[Recorded data]
• • • • •

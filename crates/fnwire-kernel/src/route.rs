//! Route configurations shared by the HTTP definitions of one template.
//!
//! Several verbs can map to the same route template. Each of those
//! definitions references one `RouteConfiguration` through a `RouteId`
//! handed out by the `RouteRegistry`, which owns the configurations.

use serde::Serialize;
use std::fmt;

#[derive(Debug, Clone, Copy, PartialEq, Eq, PartialOrd, Ord, Hash, Serialize)]
#[serde(transparent)]
pub struct RouteId(usize);

impl fmt::Display for RouteId {
    fn fmt(&self, f: &mut fmt::Formatter<'_>) -> fmt::Result {
        write!(f, "route#{}", self.0)
    }
}

#[derive(Debug, Clone, Default, Serialize, PartialEq, Eq)]
#[serde(rename_all = "camelCase")]
pub struct RouteConfiguration {
    pub route: String,
    #[serde(skip_serializing_if = "Option::is_none")]
    pub claims_principal_authorization_type: Option<String>,
    #[serde(skip_serializing_if = "Option::is_none")]
    pub open_api_name: Option<String>,
    #[serde(skip_serializing_if = "Option::is_none")]
    pub open_api_description: Option<String>,
}

impl RouteConfiguration {
    pub fn new(route: impl Into<String>) -> Self {
        Self {
            route: route.into(),
            ..Self::default()
        }
    }
}

#[derive(Debug, Clone, Default, Serialize, PartialEq, Eq)]
pub struct RouteRegistry {
    routes: Vec<RouteConfiguration>,
}

impl RouteRegistry {
    pub fn new() -> Self {
        Self::default()
    }

    pub fn insert(&mut self, configuration: RouteConfiguration) -> RouteId {
        self.routes.push(configuration);
        RouteId(self.routes.len() - 1)
    }

    pub fn get(&self, id: RouteId) -> Option<&RouteConfiguration> {
        self.routes.get(id.0)
    }

    pub fn get_mut(&mut self, id: RouteId) -> Option<&mut RouteConfiguration> {
        self.routes.get_mut(id.0)
    }

    /// Finds the configuration registered for a template, ignoring a
    /// leading separator.
    pub fn find_by_route(&self, route: &str) -> Option<RouteId> {
        let wanted = strip_leading_separator(route);
        self.routes
            .iter()
            .position(|configuration| strip_leading_separator(&configuration.route) == wanted)
            .map(RouteId)
    }

    pub fn iter(&self) -> impl Iterator<Item = (RouteId, &RouteConfiguration)> {
        self.routes
            .iter()
            .enumerate()
            .map(|(index, configuration)| (RouteId(index), configuration))
    }

    pub fn len(&self) -> usize {
        self.routes.len()
    }

    pub fn is_empty(&self) -> bool {
        self.routes.is_empty()
    }
}

/// Removes a single leading `/`.
pub fn strip_leading_separator(route: &str) -> &str {
    route.strip_prefix('/').unwrap_or(route)
}

fn is_placeholder_segment(segment: &str) -> bool {
    segment.starts_with('{') && segment.ends_with('}')
}

/// Last path segment of a route template that is neither empty nor a
/// placeholder.
pub fn infer_open_api_name(route: &str) -> Option<&str> {
    route
        .split('/')
        .rev()
        .find(|segment| !segment.trim().is_empty() && !is_placeholder_segment(segment))
}

/// Sets the configuration's OpenAPI operation name from its template when
/// none was supplied. Repeated calls leave a present name untouched.
pub fn ensure_open_api_name(configuration: &mut RouteConfiguration) {
    let present = configuration
        .open_api_name
        .as_deref()
        .is_some_and(|name| !name.trim().is_empty());
    if present {
        return;
    }
    if let Some(name) = infer_open_api_name(&configuration.route) {
        configuration.open_api_name = Some(name.to_string());
    }
}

• • • • •

Work to complete
Please state how many lines in the records contain the word "Serialize", and give only that number.

Reply to the exercise
4